Klimawandel verschärft Trockenheit: Forscher warnen: Bis zu 15-jährige Dürrephasen drohen in Europa
Der außergewöhnlich warme und trockene Sommer 2022 könnte auch einer der wärmsten seit Beginn der Wetteraufzeichnungen werden.
Foto: IMAGO/Panama PicturesBerlin. Das Jahr 2022 ist auf dem besten Weg, in Deutschland als eines der trockensten Jahre überhaupt in die Aufzeichnungen einzugehen. Nach einem niederschlagsarmen Frühjahr hatte es vor allem im Westen und Südwesten sowie in großen Teilen der Landesmitte in den vergangenen Wochen kaum geregnet.
In Berlin fehlte bereits im Juli eine Niederschlagsmenge im Boden, die sich in der Regel über ein ganzes Jahr verteilt. Die Gewitterregen, die für Ende August erwartet werden, dürften die Situation nicht sonderlich abmildern. Und ob die von einigen Wettermodellen für September prognostizierten Niederschläge eintreffen, bleibt abzuwarten. Um die Defizite aufzuholen, müsste es zudem wochenlang durchregnen.

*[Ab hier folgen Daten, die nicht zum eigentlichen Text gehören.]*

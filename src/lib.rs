//! CSP-style channels for single-threaded cooperative concurrency.
//!
//! This crate ports the rendezvous/buffered channel, multi-way `select`, fan-in (`merge`),
//! fan-out (`Duplicator`), topic routing (`Publisher`), and many-to-one routing (`Mux`) components
//! of an `asyncio`-flavoured channel library to a plain `Future`-based core: every channel
//! operation is a `Future` that makes progress purely by being polled, with no hidden dependency
//! on any particular executor. `LocalScheduler` is the one place an executor shows up, for the
//! handful of operations (`go`, `timeout`, and each composer's background task) that need to
//! actively spawn work rather than just being awaited.
//!
//! # Example
//!
//! ```no_run
//! use cochan::{buffer::Kind, channel::Chan};
//!
//! # async fn example() {
//! let ch: Chan<i32> = Chan::new(Kind::Fixed(8));
//! ch.put(1).await;
//! assert_eq!(ch.get().await, Some(1));
//! # }
//! ```
//!
//! # Single-threaded by design
//!
//! Every type here is `!Send`/`!Sync` (`Rc<RefCell<_>>` throughout, not `Arc<Mutex<_>>`). Run a
//! program built on this crate inside a [`tokio::task::LocalSet`]; see [`scheduler::LocalScheduler`]
//! for the spawn-side of that story and [`scheduler::SchedulerHandle`] for the one sanctioned way
//! to reach back into it from another thread.

pub mod buffer;
pub mod channel;
pub mod dup;
pub mod error;
pub mod go;
pub(crate) mod handler;
pub mod merge;
pub mod mux;
pub mod publisher;
pub mod scheduler;
pub mod select;

pub use buffer::Kind as BufferKind;
pub use channel::Chan;
pub use dup::{Duplicator, TapId};
pub use error::ChanError;
pub use go::{go, timeout};
pub use merge::merge;
pub use mux::{Mux, SoloMode, SourceId};
pub use publisher::Publisher;
pub use scheduler::{LocalScheduler, SchedulerHandle};
pub use select::{select, Case};
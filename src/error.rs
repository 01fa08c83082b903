//! Error surface for the channel core.
//!
//! Most of the outcomes spec.md's error table lists are not exceptions at all — a put against a
//! closed channel resolves `false`, a drained-and-closed get resolves `None` — so this module only
//! covers the two conditions that are genuinely programmer errors: queue overflow and (for the
//! Publisher) a user topic function that panics or is otherwise misused.

use thiserror::Error;

/// Raised when a channel's parked-operation queue would exceed its configured limit.
///
/// This mirrors the source's bare `assert len(self._puts) < MAX_OP_QUEUE_SIZE`: an unbounded
/// producer/consumer asymmetry is a programming bug, not a recoverable condition, so callers are
/// expected to let this propagate rather than match on it.
#[derive(Debug, Error)]
pub enum ChanError {
    /// More than `limit` puts are parked on a single channel with no matching getter.
    #[error("pending put queue exceeded {limit} entries; channel has no matching consumer")]
    PutQueueOverflow { limit: usize },
    /// More than `limit` gets are parked on a single channel with no matching putter.
    #[error("pending get queue exceeded {limit} entries; channel has no matching producer")]
    GetQueueOverflow { limit: usize },
}
//! Fan-in: merge several channels' values onto one output channel (spec.md §4.6).
//!
//! Implemented, like the source's `merge`, as a background task repeatedly `select`ing a get from
//! whichever input channels are still open and forwarding whatever it receives to the output.
//! When an input reports closed it's dropped from the select set (not propagated as a value); the
//! output closes once every input has closed — one input closing early doesn't end the merge.

use crate::buffer::Kind;
use crate::channel::Chan;
use crate::scheduler::LocalScheduler;
use crate::select::select;

/// Merges `inputs` onto a freshly created output channel, spawned via `scheduler`.
///
/// `out_buffer` sizes the output the same way [`Chan::new`](crate::channel::Chan::new) would;
/// `None` gives a pure-rendezvous output, matching the source's `merge(*chans, buffer=None)`
/// default.
pub fn merge<T: Clone + 'static>(
    scheduler: &LocalScheduler,
    inputs: Vec<Chan<T>>,
    out_buffer: Option<Kind>,
) -> Chan<T> {
    let out = match out_buffer {
        Some(kind) => Chan::new(kind),
        None => Chan::rendezvous(),
    };
    let out_task = out.clone();

    scheduler.spawn(async move {
        let mut remaining = inputs;
        while !remaining.is_empty() {
            let cases = remaining
                .iter()
                .enumerate()
                .map(|(idx, chan)| chan.get_case(move |v| (idx, v)))
                .collect();
            let (idx, value) = select(cases, false, None).await;
            match value {
                Some(v) => {
                    if !out_task.put(v).await {
                        break;
                    }
                }
                None => {
                    remaining.swap_remove(idx);
                }
            }
        }
        out_task.close();
    });

    out
}

#[cfg(test)]
mod tests {
    use super::*;
    use crate::buffer::Kind;
    use tokio::task::LocalSet;

    #[tokio::test]
    async fn forwards_from_every_input_until_all_close() {
        let local = LocalSet::new();
        local
            .run_until(async {
                let scheduler = LocalScheduler::new();
                let a: Chan<i32> = Chan::new(Kind::Fixed(4));
                let b: Chan<i32> = Chan::new(Kind::Fixed(4));
                a.add([1, 2]);
                b.add([3]);
                a.close();
                b.close();

                let out = merge(&scheduler, vec![a, b], Some(Kind::Fixed(8)));
                let mut got = Vec::new();
                while let Some(v) = out.get().await {
                    got.push(v);
                }
                got.sort_unstable();
                assert_eq!(got, vec![1, 2, 3]);
            })
            .await;
    }

    #[tokio::test]
    async fn one_input_closing_does_not_end_the_merge() {
        let local = LocalSet::new();
        local
            .run_until(async {
                let scheduler = LocalScheduler::new();
                let a: Chan<i32> = Chan::rendezvous();
                let b: Chan<i32> = Chan::rendezvous();
                let out = merge(&scheduler, vec![a.clone(), b.clone()], None);

                a.close();
                tokio::task::yield_now().await;
                b.put(42).await;
                assert_eq!(out.get().await, Some(42));
            })
            .await;
    }
}
//! Many-to-one routing with per-source mute/pause/solo control.
//!
//! Not part of spec.md's component table, but present in `original_source/` as `Mux`; brought in
//! as a supplement because it's a natural generalisation of [`crate::merge::merge`] once a
//! consumer needs to dynamically add/remove sources and temporarily silence some of them rather
//! than fan in everything unconditionally.
//!
//! `solo_mode` governs what happens to *non-solo'd* sources while at least one source is solo'd:
//! [`SoloMode::Mute`] drops their values, [`SoloMode::Pause`] simply stops reading them (so their
//! puts block, applying backpressure instead of data loss). The source's Python implementation
//! represented this as a string (`'mute'` or `'pause'`) asserted against at call time, which is how
//! a typo there (passing neither) surfaces only at runtime; here it's an enum, so it can't
//! construct at all.

use std::cell::{Cell, RefCell};
use std::collections::{HashMap, HashSet};
use std::rc::Rc;

use crate::channel::Chan;
use crate::scheduler::LocalScheduler;
use crate::select::select;

/// Identifies a source previously added to a [`Mux`], for the later admin calls.
#[derive(Debug, Clone, Copy, PartialEq, Eq, Hash)]
pub struct SourceId(usize);

/// What happens to non-solo'd sources while at least one source is solo'd.
#[derive(Debug, Clone, Copy, PartialEq, Eq)]
pub enum SoloMode {
    Mute,
    Pause,
}

struct Source<T> {
    chan: Chan<T>,
    muted: bool,
    paused: bool,
    solo: bool,
}

struct State<T> {
    sources: HashMap<usize, Source<T>>,
    solo_mode: SoloMode,
}

/// Routes values from a dynamic set of admitted source channels onto one output channel.
pub struct Mux<T: Clone + 'static> {
    state: Rc<RefCell<State<T>>>,
    next_id: Rc<Cell<usize>>,
    out: Chan<T>,
}

impl<T: Clone + 'static> Mux<T> {
    /// Spawns the routing task feeding `out`. Starts with no sources and `SoloMode::Mute`.
    pub fn new(scheduler: &LocalScheduler, out: Chan<T>) -> Self {
        let state = Rc::new(RefCell::new(State { sources: HashMap::new(), solo_mode: SoloMode::Mute }));
        let state_task = state.clone();
        let out_task = out.clone();

        scheduler.spawn(async move {
            loop {
                // Under `SoloMode::Pause`, a solo'd set reads only from the solos — non-solo
                // sources are simply not attached to the select, so their puts park and the
                // producer feels backpressure. Under `SoloMode::Mute`, non-solo sources are still
                // read (so they don't block) but their values are discarded once received. With no
                // solo active, each source's own `muted`/`paused` flag governs directly.
                let (active, muted_ids): (Vec<(usize, Chan<T>)>, HashSet<usize>) = {
                    let s = state_task.borrow();
                    let any_solo = s.sources.values().any(|src| src.solo);
                    let mut active = Vec::new();
                    let mut muted_ids = HashSet::new();
                    for (id, src) in s.sources.iter() {
                        let paused_effective = if any_solo && s.solo_mode == SoloMode::Pause {
                            !src.solo
                        } else {
                            src.paused
                        };
                        if paused_effective {
                            continue;
                        }
                        let muted_effective = if any_solo && s.solo_mode == SoloMode::Mute {
                            !src.solo
                        } else {
                            src.muted
                        };
                        if muted_effective {
                            muted_ids.insert(*id);
                        }
                        active.push((*id, src.chan.clone()));
                    }
                    (active, muted_ids)
                };

                if active.is_empty() {
                    // No readable source right now (none added yet, or all paused). There's
                    // no generic "admin state changed" signal to park on, so this polls; fine for
                    // a routing task that's expected to have sources most of the time, but a busy
                    // mux with everything paused will spin rather than truly sleep.
                    tokio::task::yield_now().await;
                    continue;
                }

                let cases = active
                    .into_iter()
                    .map(|(id, chan)| chan.get_case(move |v| (id, v)))
                    .collect();
                let (id, value) = select(cases, false, None).await;
                match value {
                    Some(v) => {
                        if muted_ids.contains(&id) {
                            continue;
                        }
                        if !out_task.put(v).await {
                            break;
                        }
                    }
                    None => {
                        state_task.borrow_mut().sources.remove(&id);
                    }
                }
            }
        });

        Mux { state, next_id: Rc::new(Cell::new(0)), out }
    }

    pub fn out(&self) -> Chan<T> {
        self.out.clone()
    }

    /// Admits `chan` as a source, unmuted and unpaused.
    pub fn add(&self, chan: Chan<T>) -> SourceId {
        let id = self.next_id.get();
        self.next_id.set(id + 1);
        self.state
            .borrow_mut()
            .sources
            .insert(id, Source { chan, muted: false, paused: false, solo: false });
        SourceId(id)
    }

    pub fn remove(&self, id: SourceId) {
        self.state.borrow_mut().sources.remove(&id.0);
    }

    pub fn mute(&self, id: SourceId) {
        self.set_flag(id, |s| s.muted = true);
    }

    pub fn unmute(&self, id: SourceId) {
        self.set_flag(id, |s| s.muted = false);
    }

    pub fn pause(&self, id: SourceId) {
        self.set_flag(id, |s| s.paused = true);
    }

    pub fn unpause(&self, id: SourceId) {
        self.set_flag(id, |s| s.paused = false);
    }

    pub fn solo(&self, id: SourceId) {
        self.set_flag(id, |s| s.solo = true);
    }

    pub fn unsolo(&self, id: SourceId) {
        self.set_flag(id, |s| s.solo = false);
    }

    pub fn set_solo_mode(&self, mode: SoloMode) {
        self.state.borrow_mut().solo_mode = mode;
    }

    fn set_flag(&self, id: SourceId, f: impl FnOnce(&mut Source<T>)) {
        if let Some(src) = self.state.borrow_mut().sources.get_mut(&id.0) {
            f(src);
        }
    }
}

#[cfg(test)]
mod tests {
    use super::*;
    use crate::buffer::Kind;
    use std::future::Future;
    use std::pin::Pin;
    use std::task::{Context, Poll};
    use tokio::task::LocalSet;

    fn poll_once<F: Future + Unpin>(fut: &mut F) -> Poll<F::Output> {
        let waker = futures_util::task::noop_waker();
        let mut cx = Context::from_waker(&waker);
        Pin::new(fut).poll(&mut cx)
    }

    #[tokio::test]
    async fn routes_from_an_added_source() {
        let local = LocalSet::new();
        local
            .run_until(async {
                let scheduler = LocalScheduler::new();
                let out: Chan<i32> = Chan::new(Kind::Fixed(4));
                let mux = Mux::new(&scheduler, out.clone());
                let a: Chan<i32> = Chan::rendezvous();
                mux.add(a.clone());

                a.put(1).await;
                assert_eq!(out.get().await, Some(1));
            })
            .await;
    }

    #[tokio::test]
    async fn muted_source_is_not_read() {
        let local = LocalSet::new();
        local
            .run_until(async {
                let scheduler = LocalScheduler::new();
                let out: Chan<i32> = Chan::new(Kind::Fixed(4));
                let mux = Mux::new(&scheduler, out.clone());
                let a: Chan<i32> = Chan::new(Kind::Fixed(4));
                let id = mux.add(a.clone());
                mux.mute(id);

                a.put(1).await;
                assert_eq!(out.get_nowait(true), None, "muted source must not reach the output");
            })
            .await;
    }

    #[tokio::test]
    async fn solo_silences_other_sources_under_mute_mode() {
        let local = LocalSet::new();
        local
            .run_until(async {
                let scheduler = LocalScheduler::new();
                let out: Chan<i32> = Chan::new(Kind::Fixed(4));
                let mux = Mux::new(&scheduler, out.clone());
                let a: Chan<i32> = Chan::new(Kind::Fixed(4));
                let b: Chan<i32> = Chan::new(Kind::Fixed(4));
                mux.add(a.clone());
                let id_b = mux.add(b.clone());
                mux.solo(id_b);

                a.put(1).await;
                b.put(2).await;
                assert_eq!(out.get().await, Some(2), "only the solo'd source should be routed");
            })
            .await;
    }

    #[tokio::test]
    async fn solo_under_pause_mode_backpressures_non_solo_sources_instead_of_dropping() {
        let local = LocalSet::new();
        local
            .run_until(async {
                let scheduler = LocalScheduler::new();
                let out: Chan<i32> = Chan::new(Kind::Fixed(4));
                let mux = Mux::new(&scheduler, out.clone());
                let a: Chan<i32> = Chan::rendezvous();
                let b: Chan<i32> = Chan::new(Kind::Fixed(4));
                mux.add(a.clone());
                let id_b = mux.add(b.clone());
                mux.set_solo_mode(SoloMode::Pause);
                mux.solo(id_b);

                let mut a_put = a.put(1);
                tokio::task::yield_now().await;
                assert!(
                    poll_once(&mut a_put).is_pending(),
                    "a non-solo source must not be read at all under Pause mode, so its put parks"
                );

                b.put(2).await;
                assert_eq!(out.get().await, Some(2), "only the solo'd source should be routed");
                assert!(
                    poll_once(&mut a_put).is_pending(),
                    "a must remain parked: Pause mode never reads non-solo sources"
                );
            })
            .await;
    }

    #[tokio::test]
    async fn solo_under_mute_mode_drains_but_discards_non_solo_sources() {
        let local = LocalSet::new();
        local
            .run_until(async {
                let scheduler = LocalScheduler::new();
                let out: Chan<i32> = Chan::new(Kind::Fixed(4));
                let mux = Mux::new(&scheduler, out.clone());
                let a: Chan<i32> = Chan::new(Kind::Fixed(4));
                let b: Chan<i32> = Chan::new(Kind::Fixed(4));
                mux.add(a.clone());
                let id_b = mux.add(b.clone());
                mux.solo(id_b); // default solo_mode is Mute

                a.put(1).await; // consumed (read) but dropped, not left parked
                b.put(2).await;
                assert_eq!(out.get().await, Some(2), "only the solo'd source's value is forwarded");
                assert_eq!(out.get_nowait(true), None, "a's muted value must not reach the output");
            })
            .await;
    }
}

Der außergewöhnlich warme und trockene Sommer 2022 könnte auch einer der wärmsten seit Beginn der Wetteraufzeichnungen werden. Das Jahr reiht sich in eine ganze Folge von trockenen Jahren seit 2018 ein, die nur vom Jahr 2021 mit relativ normalen Niederschlagsmengen unterbrochen wurde. Vor allem im Frühjahr und Sommer herrschte vielerorts Trockenheit. Deutschland hat bereits seit vier Jahren ein Bodenwasserdefizit.